**WHAT IS REQUIRED**
If a line in the entries below contains the word "aspect", it counts; report how many such lines there are, and only that number.

★ ★ ★ ★ ★ ★ ★

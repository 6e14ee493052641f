use glam::{Mat4, Vec3};

/// An orbit camera: looks at a fixed target from a distance, yaw/pitch
/// controlled, wrapping `glam`'s view/projection builders directly.
pub struct OrbitCamera {
    pub target: Vec3,
    pub distance: f32,
    pub yaw: f32,
    pub pitch: f32,
    pub fov_y_radians: f32,
    pub near: f32,
    pub far: f32,
}

impl OrbitCamera {
    pub fn new(target: Vec3, distance: f32) -> Self {
        Self {
            target,
            distance,
            yaw: 0.0,
            pitch: 0.0,
            fov_y_radians: 60f32.to_radians(),
            near: 0.1,
            far: 100.0,
        }
    }

    pub fn eye(&self) -> Vec3 {
        let (sy, cy) = self.yaw.sin_cos();
        let (sp, cp) = self.pitch.sin_cos();
        self.target + Vec3::new(cy * cp, sp, sy * cp) * self.distance
    }

    pub fn view(&self) -> Mat4 {
        Mat4::look_at_rh(self.eye(), self.target, Vec3::Y)
    }

    pub fn projection(&self, aspect: f32) -> Mat4 {
        Mat4::perspective_rh_gl(self.fov_y_radians, aspect, self.near, self.far)
    }

    pub fn view_projection(&self, aspect: f32) -> Mat4 {
        self.projection(aspect) * self.view()
    }

    pub fn orbit(&mut self, delta_yaw: f32, delta_pitch: f32) {
        self.yaw += delta_yaw;
        let pitch_limit = 89f32.to_radians();
        self.pitch = (self.pitch + delta_pitch).clamp(-pitch_limit, pitch_limit);
    }
}

#[cfg(test)]
mod tests {
    use super::*;

    #[test]
    fn a_camera_at_zero_yaw_and_pitch_sits_on_the_positive_x_axis() {
        let camera = OrbitCamera::new(Vec3::ZERO, 5.0);
        let eye = camera.eye();
        assert!((eye.x - 5.0).abs() < 1e-4);
        assert!(eye.y.abs() < 1e-4);
        assert!(eye.z.abs() < 1e-4);
    }

    #[test]
    fn orbiting_clamps_pitch_to_just_under_the_poles() {
        let mut camera = OrbitCamera::new(Vec3::ZERO, 5.0);
        camera.orbit(0.0, 10.0);
        assert!(camera.pitch < 90f32.to_radians());
    }

    #[test]
    fn view_projection_is_the_product_of_projection_and_view() {
        let camera = OrbitCamera::new(Vec3::ZERO, 5.0);
        let combined = camera.view_projection(16.0 / 9.0);
        let expected = camera.projection(16.0 / 9.0) * camera.view();
        assert_eq!(combined, expected);
    }
}
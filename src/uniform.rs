use crate::error::PipelineError;

/// Process-wide byte array written wholesale by the caller and read by the
/// vertex and fragment callbacks.
pub const UNIFORM_SIZE: usize = 4 * 128;

pub struct UniformBlock {
    bytes: [u8; UNIFORM_SIZE],
}

impl UniformBlock {
    pub fn new() -> Self {
        Self {
            bytes: [0u8; UNIFORM_SIZE],
        }
    }

    pub fn update(&mut self, data: &[u8]) {
        if data.len() > UNIFORM_SIZE {
            panic!(
                "{}",
                PipelineError::UniformOverrun {
                    size: data.len(),
                    capacity: UNIFORM_SIZE,
                }
            );
        }
        self.bytes[..data.len()].copy_from_slice(data);
        self.bytes[data.len()..].fill(0);
    }

    pub fn bytes(&self) -> &[u8] {
        &self.bytes
    }

    /// Reinterpret the first `N` bytes of the block as `T`. Callers agree
    /// on the layout out-of-band with whoever called `update`.
    pub fn as_ref<T: Copy>(&self) -> T {
        assert!(std::mem::size_of::<T>() <= UNIFORM_SIZE);
        unsafe { std::ptr::read_unaligned(self.bytes.as_ptr() as *const T) }
    }
}

impl Default for UniformBlock {
    fn default() -> Self {
        Self::new()
    }
}
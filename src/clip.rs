use glam::Vec4;

use crate::shader::PostVsVertex;

/// The seven homogeneous half-space clipping planes, in the order the
/// original hardware evaluates them. `(nx, ny, nz, nw, w_bias)`.
const CLIPPING_EDGES: [(f32, f32, f32, f32, f32); 7] = [
    (-1.0, 0.0, 0.0, 1.0, 0.0), // x <= +w
    (1.0, 0.0, 0.0, 1.0, 0.0),  // x >= -w
    (0.0, -1.0, 0.0, 1.0, 0.0), // y <= +w
    (0.0, 1.0, 0.0, 1.0, 0.0),  // y >= -w
    (0.0, 0.0, 1.0, 0.0, 0.0),  // z >= 0
    (0.0, 0.0, 1.0, 1.0, 0.0),  // z >= -w
    (0.0, 0.0, 0.0, 1.0, 0.1),  // w >= epsilon
];

/// Maximum vertices a clipped triangle can carry (3 plus one per plane).
pub const MAX_CLIPPED_VERTICES: usize = 9;

fn dot_w_bias(v: Vec4, edge: (f32, f32, f32, f32, f32), w_bias: f32) -> f32 {
    let (nx, ny, nz, nw, _) = edge;
    v.x * nx + v.y * ny + v.z * nz + (v.w + w_bias) * nw
}

fn is_inside(edge: (f32, f32, f32, f32, f32), vertex: Vec4, w_bias: f32) -> bool {
    dot_w_bias(vertex, edge, w_bias) > 0.0
}

/// Linearly interpolate position and active varyings between `v1` (the
/// "previous" vertex, outside-reference) and `v0`, landing exactly on the
/// clipping plane.
fn intersect(
    edge: (f32, f32, f32, f32, f32),
    v0: &PostVsVertex,
    v1: &PostVsVertex,
    w_bias: f32,
    varying_count: usize,
) -> PostVsVertex {
    let dp = dot_w_bias(v0.position, edge, w_bias);
    let dp_prev = dot_w_bias(v1.position, edge, w_bias);
    let factor = dp_prev / (dp_prev - dp);

    let mut result = PostVsVertex::default();
    result.position = v1.position.lerp(v0.position, factor);
    for i in 0..varying_count {
        result.varying[i] = v1.varying[i] + (v0.varying[i] - v1.varying[i]) * factor;
    }
    result
}

/// Clip a triangle against all seven planes via Sutherland-Hodgman,
/// returning the surviving polygon (possibly empty, up to
/// [`MAX_CLIPPED_VERTICES`] vertices). Varyings are interpolated in clip
/// space, before perspective divide.
pub fn clip_triangle(v0: PostVsVertex, v1: PostVsVertex, v2: PostVsVertex, varying_count: usize) -> Vec<PostVsVertex> {
    let mut polygon = vec![v0, v1, v2];

    for &edge in &CLIPPING_EDGES {
        if polygon.is_empty() {
            break;
        }
        let w_bias = edge.4;
        let input = polygon;
        let mut output = Vec::with_capacity(MAX_CLIPPED_VERTICES);

        let mut reference = input[input.len() - 1];
        for &current in &input {
            let current_inside = is_inside(edge, current.position, w_bias);
            let reference_inside = is_inside(edge, reference.position, w_bias);
            if current_inside {
                if !reference_inside {
                    output.push(intersect(edge, &current, &reference, w_bias, varying_count));
                }
                output.push(current);
            } else if reference_inside {
                output.push(intersect(edge, &current, &reference, w_bias, varying_count));
            }
            reference = current;
        }
        polygon = output;
    }

    polygon
}

#[cfg(test)]
mod tests {
    use super::*;

    fn vertex(x: f32, y: f32, z: f32, w: f32) -> PostVsVertex {
        let mut v = PostVsVertex::default();
        v.position = Vec4::new(x, y, z, w);
        v
    }

    #[test]
    fn a_triangle_fully_inside_the_frustum_survives_unclipped() {
        let out = clip_triangle(
            vertex(-0.5, -0.5, 0.5, 1.0),
            vertex(0.5, -0.5, 0.5, 1.0),
            vertex(0.0, 0.5, 0.5, 1.0),
            0,
        );
        assert_eq!(out.len(), 3);
    }

    #[test]
    fn a_triangle_fully_outside_one_plane_is_culled_to_nothing() {
        let out = clip_triangle(
            vertex(2.0, 2.0, 0.5, 1.0),
            vertex(3.0, 2.0, 0.5, 1.0),
            vertex(2.5, 3.0, 0.5, 1.0),
            0,
        );
        assert!(out.is_empty());
    }

    #[test]
    fn clipping_against_a_single_plane_adds_exactly_one_vertex() {
        // Straddles x = +w: one vertex outside, two inside.
        let out = clip_triangle(
            vertex(-0.5, -0.5, 0.5, 1.0),
            vertex(0.5, -0.5, 0.5, 1.0),
            vertex(2.0, 0.5, 0.5, 1.0),
            0,
        );
        assert_eq!(out.len(), 4);
    }

    #[test]
    fn varyings_interpolate_linearly_at_the_clip_intersection() {
        let mut a = vertex(-0.5, 0.0, 0.5, 1.0);
        a.varying[0] = 0.0;
        let mut b = vertex(2.0, 0.0, 0.5, 1.0);
        b.varying[0] = 1.0;
        let c = vertex(-0.5, 1.0, 0.5, 1.0);

        let out = clip_triangle(a, b, c, 1);
        assert!(out.iter().any(|v| v.varying[0] > 0.0 && v.varying[0] < 1.0));
    }
}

★ ★ ★ ★ ★ ★ ★

**ANSWER TO THIS EXERCISE**
4